● **Try it**: Filter the listing down to the lines containing the word "TikTok".
== Segment start ==
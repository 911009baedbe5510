//! TikTok creator record as stored in the `tiktok_users` collection.

use crate::models::wire;
use crate::time_utils::millis_option;
use chrono::{DateTime, Duration, Utc};
use serde::{Deserialize, Serialize};

/// Creator profile stored in Directus.
#[derive(Debug, Clone, PartialEq, Serialize, Deserialize)]
pub struct User {
    /// Directus primary key
    #[serde(deserialize_with = "wire::id")]
    pub id: String,
    /// TikTok handle (unique)
    pub unique_id: String,
    #[serde(default)]
    pub nickname: Option<String>,
    /// Avatar image URL
    #[serde(default)]
    pub avatar: Option<String>,
    #[serde(default, deserialize_with = "wire::lenient_count")]
    pub followers: u64,
    #[serde(default, deserialize_with = "wire::lenient_count")]
    pub following: u64,
    #[serde(default, deserialize_with = "wire::lenient_count")]
    pub hearts: u64,
    #[serde(default, deserialize_with = "wire::lenient_count")]
    pub videos: u64,
    /// When videos were last synced; `None` means never.
    #[serde(default, with = "millis_option")]
    pub last_media_updated: Option<DateTime<Utc>>,
    /// Minutes between syncs
    #[serde(default)]
    pub media_interval: Option<u32>,
    #[serde(default, with = "millis_option")]
    pub last_video_activity: Option<DateTime<Utc>>,
}

impl User {
    /// Minimum time between two syncs of this user.
    pub fn refresh_interval(&self) -> Duration {
        Duration::minutes(i64::from(self.media_interval.unwrap_or(0)))
    }

    pub fn has_synced(&self) -> bool {
        self.last_media_updated.is_some()
    }
}
//! Per-user refresh policy.

use crate::models::User;
use chrono::{DateTime, Utc};

/// Whether `user` is due for a sync at `now`.
///
/// Never-synced users are always due. Otherwise strictly more than
/// `media_interval` minutes must have passed since the last stamp; a stamp
/// in the future (clock skew) keeps the user waiting.
pub fn should_refresh(user: &User, now: DateTime<Utc>) -> bool {
    match user.last_media_updated {
        None => true,
        Some(last) => {
            (now - last).num_milliseconds() > user.refresh_interval().num_milliseconds()
        }
    }
}

#[cfg(test)]
mod tests {
    use super::*;
    use chrono::Duration;

    fn user(last: Option<DateTime<Utc>>, interval: Option<u32>) -> User {
        User {
            id: "1".to_string(),
            unique_id: "creator".to_string(),
            nickname: None,
            avatar: None,
            followers: 0,
            following: 0,
            hearts: 0,
            videos: 0,
            last_media_updated: last,
            media_interval: interval,
            last_video_activity: None,
        }
    }

    fn now() -> DateTime<Utc> {
        DateTime::from_timestamp(1_700_000_000, 0).unwrap()
    }

    #[test]
    fn test_never_synced_is_due() {
        assert!(should_refresh(&user(None, Some(60)), now()));
        assert!(should_refresh(&user(None, None), now()));
    }

    #[test]
    fn test_interval_boundary_is_exclusive() {
        let now = now();
        let exactly = user(Some(now - Duration::minutes(60)), Some(60));
        assert!(!should_refresh(&exactly, now));

        let just_past = user(
            Some(now - Duration::minutes(60) - Duration::milliseconds(1)),
            Some(60),
        );
        assert!(should_refresh(&just_past, now));
    }

    #[test]
    fn test_recent_sync_is_not_due() {
        let now = now();
        assert!(!should_refresh(&user(Some(now - Duration::minutes(5)), Some(60)), now));
    }

    #[test]
    fn test_zero_interval() {
        let now = now();
        assert!(!should_refresh(&user(Some(now), None), now));
        assert!(should_refresh(
            &user(Some(now - Duration::milliseconds(1)), Some(0)),
            now
        ));
    }

    #[test]
    fn test_future_stamp_is_not_due() {
        let now = now();
        assert!(!should_refresh(&user(Some(now + Duration::hours(1)), Some(0)), now));
    }
}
== Segment end ==
● **Response for this exercise**:
//! TikTok creator record as stored in the `tiktok_users` collection.
    /// TikTok handle (unique)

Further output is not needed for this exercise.